DATASET CONTENT:
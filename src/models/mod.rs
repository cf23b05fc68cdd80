pub mod wallet;
pub mod transaction;
pub mod rpc;
pub mod request;

pub use wallet::{AccountState, NetworkInfo};
pub use transaction::{Action, FinalExecutionOutcome, FinalExecutionStatus, FunctionCallParams, Transaction};
pub use rpc::{CallFunctionQuery, CodeResult, Finality};
pub use request::{CallRequest, ViewRequest};
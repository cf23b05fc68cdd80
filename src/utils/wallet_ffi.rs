// ============================================================================
// WALLET FFI - Foreign Function Interface para @near-wallet-selector
// ============================================================================
// Solo wrappers para funciones JS - Sin estado, sin lógica.
// Los datos estructurados cruzan la frontera como JSON.
// ============================================================================

use wasm_bindgen::prelude::*;

#[wasm_bindgen(module = "/js/wallet_bridge.js")]
extern "C" {
    /// Promise<WalletSelector>; `network_json` es el id de red o el objeto Network
    #[wasm_bindgen(js_name = setupSelector, catch)]
    pub fn setup_selector(network_json: &str) -> Result<js_sys::Promise, JsValue>;

    /// JSON de `selector.options.network`
    #[wasm_bindgen(js_name = selectorNetwork, catch)]
    pub fn selector_network(selector: &JsValue) -> Result<String, JsValue>;

    /// JSON de `selector.store.getState().accounts`
    #[wasm_bindgen(js_name = selectorAccounts, catch)]
    pub fn selector_accounts(selector: &JsValue) -> Result<String, JsValue>;

    #[wasm_bindgen(js_name = showModal, catch)]
    pub fn show_modal(selector: &JsValue, contract_id: &str) -> Result<(), JsValue>;

    /// Promise<void>
    #[wasm_bindgen(js_name = signOut, catch)]
    pub fn sign_out(selector: &JsValue) -> Result<js_sys::Promise, JsValue>;

    /// Promise<string>: JSON del FinalExecutionOutcome o "null"
    #[wasm_bindgen(js_name = signAndSendTransaction, catch)]
    pub fn sign_and_send_transaction(
        selector: &JsValue,
        transaction_json: &str,
    ) -> Result<js_sys::Promise, JsValue>;
}
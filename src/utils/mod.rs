// Utils compartidos

pub mod constants;
pub mod encoding;
pub mod format;
pub mod wallet_ffi;

pub use constants::*;
pub use encoding::*;
pub use format::*;
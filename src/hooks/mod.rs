pub mod use_wallet;

pub use use_wallet::{use_init_wallet, use_wallet};
mod top_nav_bar;
mod error_banner;

pub use top_nav_bar::*;
pub use error_banner::*;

EXERCISE BRIEF: Looking at the entries above, work out how many lines contain the word "request", then reply with only that figure.

RESPONSE: 2